Characterization of the Biomineralization Process to Develop Bone Quality
Investigators: Yong Wang, Jeff Gorski, Lynda Bonewald, J David Eick, UMKC-Dentistry (Co-PIs)
Pathological mineralization or an imbalance in lamellar and woven bone formation can lead to bone disease such as osteomalacia, rickets, osteoporosis, osteogenesis imperfecta, and others. Using state of the art bioengineering approaches to characterize normal and abnormal woven and lamellar bone should lead to potential means to diagnose bone disease and predisposition to fracture in order to intervene with preventative and therapeutic treatment.
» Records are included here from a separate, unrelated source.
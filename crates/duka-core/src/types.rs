//! # Domain Types
//!
//! Catalog, inventory, sale and payment types shared by every layer.
//!
//! ## Type Map
//! ```text
//! ┌─────────────────────────────────────────────────────────────────────────┐
//! │                         Domain Types                                    │
//! │                                                                         │
//! │  Read-only collaborators        Ledger rows                             │
//! │  ───────────────────────        ──────────────────────────────────      │
//! │  Branch (id, name, active)      InventoryRecord (product × branch)      │
//! │  Product (minPrice, threshold)  Sale ─┬─ SaleItem*                      │
//! │  Actor (user, role, branch)           ├─ Payment* (CASH/MPESA/CREDIT)   │
//! │                                       └─ CreditPayment* (append-only)   │
//! └─────────────────────────────────────────────────────────────────────────┘
//! ```
//!
//! Row structs keep money as `*_cents: i64` so they map 1:1 onto columns;
//! accessors hand out [`Money`].

use chrono::{DateTime, Utc};
use serde::{Deserialize, Serialize};
use ts_rs::TS;

use crate::money::Money;

// =============================================================================
// Caller Identity
// =============================================================================

/// Role of the authenticated caller, as asserted by the auth layer.
#[derive(Debug, Clone, Copy, PartialEq, Eq, Serialize, Deserialize, TS)]
#[ts(export)]
#[serde(rename_all = "SCREAMING_SNAKE_CASE")]
pub enum Role {
    Cashier,
    Manager,
    Admin,
    Overseer,
}

/// The authenticated caller. Injected by the auth layer; this core records
/// it in the audit trail and leaves authorization to its caller.
#[derive(Debug, Clone, PartialEq, Eq, Serialize, Deserialize, TS)]
#[ts(export)]
pub struct Actor {
    pub user_id: String,
    pub role: Role,
    /// Home branch of the caller; overseers may have none.
    pub branch_id: Option<String>,
}

impl Actor {
    pub fn new(user_id: impl Into<String>, role: Role, branch_id: Option<String>) -> Self {
        Actor {
            user_id: user_id.into(),
            role,
            branch_id,
        }
    }
}

// =============================================================================
// Catalog
// =============================================================================

/// A physical retail location with its own inventory.
#[derive(Debug, Clone, Serialize, Deserialize, TS)]
#[cfg_attr(feature = "sqlx", derive(sqlx::FromRow))]
#[ts(export)]
pub struct Branch {
    pub id: String,
    pub name: String,
    pub is_active: bool,
    #[ts(as = "String")]
    pub created_at: DateTime<Utc>,
}

/// A product from the catalog.
#[derive(Debug, Clone, Serialize, Deserialize, TS)]
#[cfg_attr(feature = "sqlx", derive(sqlx::FromRow))]
#[ts(export)]
pub struct Product {
    pub id: String,
    pub sku: String,
    pub name: String,
    /// Default selling price, overridable per branch.
    pub selling_price_cents: i64,
    /// Price floor; no sale line may go below it.
    pub min_price_cents: i64,
    /// Default low-stock threshold, overridable per branch.
    pub low_stock_threshold: i64,
    pub is_active: bool,
    #[ts(as = "String")]
    pub created_at: DateTime<Utc>,
    #[ts(as = "String")]
    pub updated_at: DateTime<Utc>,
}

impl Product {
    #[inline]
    pub fn min_price(&self) -> Money {
        Money::from_cents(self.min_price_cents)
    }

    #[inline]
    pub fn selling_price(&self) -> Money {
        Money::from_cents(self.selling_price_cents)
    }
}

// =============================================================================
// Inventory
// =============================================================================

/// Stock of one product at one branch. `(product_id, branch_id)` is unique.
///
/// `version` increases by one on every update; writers must present the
/// version they read or the update is rejected.
#[derive(Debug, Clone, Serialize, Deserialize, TS)]
#[cfg_attr(feature = "sqlx", derive(sqlx::FromRow))]
#[ts(export)]
pub struct InventoryRecord {
    pub id: String,
    pub product_id: String,
    pub branch_id: String,
    pub quantity: i64,
    pub version: i64,
    /// Branch-specific selling price overriding the product default.
    pub selling_price_cents: Option<i64>,
    /// Branch-specific threshold overriding the product default.
    pub low_stock_threshold: Option<i64>,
    #[ts(as = "Option<String>")]
    pub last_restock_at: Option<DateTime<Utc>>,
    #[ts(as = "Option<String>")]
    pub last_sold_at: Option<DateTime<Utc>>,
    #[ts(as = "String")]
    pub created_at: DateTime<Utc>,
    #[ts(as = "String")]
    pub updated_at: DateTime<Utc>,
}

/// Quantity and version of an inventory row after a guarded update.
#[derive(Debug, Clone, Copy, PartialEq, Eq, Serialize, Deserialize, TS)]
#[ts(export)]
pub struct StockLevel {
    pub quantity: i64,
    pub version: i64,
}

// =============================================================================
// Payment Method
// =============================================================================

#[cfg_attr(feature = "sqlx", derive(sqlx::Type))]
#[cfg_attr(feature = "sqlx", sqlx(rename_all = "SCREAMING_SNAKE_CASE"))]
#[derive(Debug, Clone, Copy, PartialEq, Eq, Hash, Serialize, Deserialize, TS)]
#[ts(export)]
#[serde(rename_all = "SCREAMING_SNAKE_CASE")]
pub enum PaymentMethod {
    Cash,
    /// Mobile money, confirmed by the external payment source.
    Mpesa,
    /// Deferred as customer debt; records the debt, not money received.
    Credit,
}

impl PaymentMethod {
    /// True for methods that represent money actually received.
    #[inline]
    pub const fn is_money_received(&self) -> bool {
        !matches!(self, PaymentMethod::Credit)
    }

    pub const fn as_str(&self) -> &'static str {
        match self {
            PaymentMethod::Cash => "CASH",
            PaymentMethod::Mpesa => "MPESA",
            PaymentMethod::Credit => "CREDIT",
        }
    }
}

// =============================================================================
// Credit / Reversal Status
// =============================================================================

/// Settlement state of a credit sale. Non-credit sales have none.
#[cfg_attr(feature = "sqlx", derive(sqlx::Type))]
#[cfg_attr(feature = "sqlx", sqlx(rename_all = "SCREAMING_SNAKE_CASE"))]
#[derive(Debug, Clone, Copy, PartialEq, Eq, Serialize, Deserialize, TS)]
#[ts(export)]
#[serde(rename_all = "SCREAMING_SNAKE_CASE")]
pub enum CreditStatus {
    /// Whole total deferred, nothing received yet.
    Pending,
    /// Part of the total received.
    Partial,
    /// Balance below the settlement tolerance.
    Paid,
}

impl CreditStatus {
    pub const fn as_str(&self) -> &'static str {
        match self {
            CreditStatus::Pending => "PENDING",
            CreditStatus::Partial => "PARTIAL",
            CreditStatus::Paid => "PAID",
        }
    }
}

/// Reversal workflow state: `NONE → PENDING → {APPROVED | REJECTED}`.
#[cfg_attr(feature = "sqlx", derive(sqlx::Type))]
#[cfg_attr(feature = "sqlx", sqlx(rename_all = "SCREAMING_SNAKE_CASE"))]
#[derive(Debug, Clone, Copy, PartialEq, Eq, Default, Serialize, Deserialize, TS)]
#[ts(export)]
#[serde(rename_all = "SCREAMING_SNAKE_CASE")]
pub enum ReversalStatus {
    #[default]
    None,
    Pending,
    Approved,
    Rejected,
}

impl ReversalStatus {
    pub const fn as_str(&self) -> &'static str {
        match self {
            ReversalStatus::None => "NONE",
            ReversalStatus::Pending => "PENDING",
            ReversalStatus::Approved => "APPROVED",
            ReversalStatus::Rejected => "REJECTED",
        }
    }
}

impl std::fmt::Display for ReversalStatus {
    fn fmt(&self, f: &mut std::fmt::Formatter<'_>) -> std::fmt::Result {
        f.write_str(self.as_str())
    }
}

/// Outcome chosen by the approver of a pending reversal.
#[derive(Debug, Clone, Copy, PartialEq, Eq, Serialize, Deserialize, TS)]
#[ts(export)]
#[serde(rename_all = "SCREAMING_SNAKE_CASE")]
pub enum ReversalDecision {
    Approved,
    Rejected,
}

impl ReversalDecision {
    pub const fn status(&self) -> ReversalStatus {
        match self {
            ReversalDecision::Approved => ReversalStatus::Approved,
            ReversalDecision::Rejected => ReversalStatus::Rejected,
        }
    }
}

// =============================================================================
// Sale
// =============================================================================

/// A committed sale. Core fields never change after creation; only credit
/// settlement and the reversal decision touch the row afterwards.
#[derive(Debug, Clone, Serialize, Deserialize, TS)]
#[cfg_attr(feature = "sqlx", derive(sqlx::FromRow))]
#[ts(export)]
pub struct Sale {
    pub id: String,
    pub receipt_number: String,
    pub branch_id: String,
    pub user_id: String,
    pub customer_name: Option<String>,
    pub customer_phone: Option<String>,
    pub subtotal_cents: i64,
    pub discount_cents: i64,
    pub total_cents: i64,
    pub is_credit: bool,
    pub credit_status: Option<CreditStatus>,
    pub is_reversed: bool,
    pub reversal_status: ReversalStatus,
    pub reversal_reason: Option<String>,
    pub reversal_requested_by: Option<String>,
    #[ts(as = "Option<String>")]
    pub reversal_requested_at: Option<DateTime<Utc>>,
    pub admin_notes: Option<String>,
    pub reversed_by: Option<String>,
    #[ts(as = "Option<String>")]
    pub reversed_at: Option<DateTime<Utc>>,
    #[ts(as = "String")]
    pub created_at: DateTime<Utc>,
}

impl Sale {
    #[inline]
    pub fn subtotal(&self) -> Money {
        Money::from_cents(self.subtotal_cents)
    }

    #[inline]
    pub fn discount(&self) -> Money {
        Money::from_cents(self.discount_cents)
    }

    #[inline]
    pub fn total(&self) -> Money {
        Money::from_cents(self.total_cents)
    }
}

/// A line of a sale. Product name is frozen at time of sale.
#[derive(Debug, Clone, Serialize, Deserialize, TS)]
#[cfg_attr(feature = "sqlx", derive(sqlx::FromRow))]
#[ts(export)]
pub struct SaleItem {
    pub id: String,
    pub sale_id: String,
    pub product_id: String,
    pub product_name: String,
    pub quantity: i64,
    pub unit_price_cents: i64,
    pub line_total_cents: i64,
    /// Input order within the sale.
    pub position: i64,
}

impl SaleItem {
    #[inline]
    pub fn unit_price(&self) -> Money {
        Money::from_cents(self.unit_price_cents)
    }

    #[inline]
    pub fn line_total(&self) -> Money {
        Money::from_cents(self.line_total_cents)
    }
}

/// A payment recorded with the sale (split tender allowed).
#[derive(Debug, Clone, Serialize, Deserialize, TS)]
#[cfg_attr(feature = "sqlx", derive(sqlx::FromRow))]
#[ts(export)]
pub struct Payment {
    pub id: String,
    pub sale_id: String,
    pub method: PaymentMethod,
    pub amount_cents: i64,
    /// External reference (M-Pesa confirmation code, etc.).
    pub reference: Option<String>,
    #[ts(as = "String")]
    pub created_at: DateTime<Utc>,
}

impl Payment {
    #[inline]
    pub fn amount(&self) -> Money {
        Money::from_cents(self.amount_cents)
    }
}

/// A later settlement against a credit sale. Append-only.
#[derive(Debug, Clone, Serialize, Deserialize, TS)]
#[cfg_attr(feature = "sqlx", derive(sqlx::FromRow))]
#[ts(export)]
pub struct CreditPayment {
    pub id: String,
    pub sale_id: String,
    pub amount_cents: i64,
    pub method: PaymentMethod,
    pub received_by: String,
    #[ts(as = "String")]
    pub created_at: DateTime<Utc>,
}

impl CreditPayment {
    #[inline]
    pub fn amount(&self) -> Money {
        Money::from_cents(self.amount_cents)
    }
}

/// A sale with everything it owns, as returned to callers.
#[derive(Debug, Clone, Serialize, Deserialize, TS)]
#[ts(export)]
pub struct SaleDetail {
    pub sale: Sale,
    pub items: Vec<SaleItem>,
    pub payments: Vec<Payment>,
    pub credit_payments: Vec<CreditPayment>,
    /// Outstanding debt; zero for non-credit sales.
    pub balance: Money,
}

// =============================================================================
// Unit Tests
// =============================================================================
The proposed work includes: identify and characterize processes responsible for biomineralization in woven or primary bone, identify and characterize processes whereby osteoid osteocytes control and initiate mineralization of lamellar bone, integrate the characteristics of normal and abnormal woven and lamellar bone using state of the art biophysical and bioinformatics approaches in order to generate a bone tissue profile that defines bone quality. Bone mineral density is the gold standard for predicting bone fragility, however, in many cases, individuals with similar densities will have dramatically different susceptibility to fracture. Despite bone mineral density's contribution to fracture, other less clear properties of the skeleton contribute to bone quality, an independent risk factor for fracture. We propose a new approach of "bone tissue profiling" that will lead to identification of those parameters which could lead to better prediction, prevention and treatment of bone disease. Comparison of these profiles should lead to the identification of novel biomarkers, understanding of molecular mechanisms responsible for generation and maintenance of bone quality, and identification of specific targets for further studies aimed at improving bone quality and strength leading to improved health.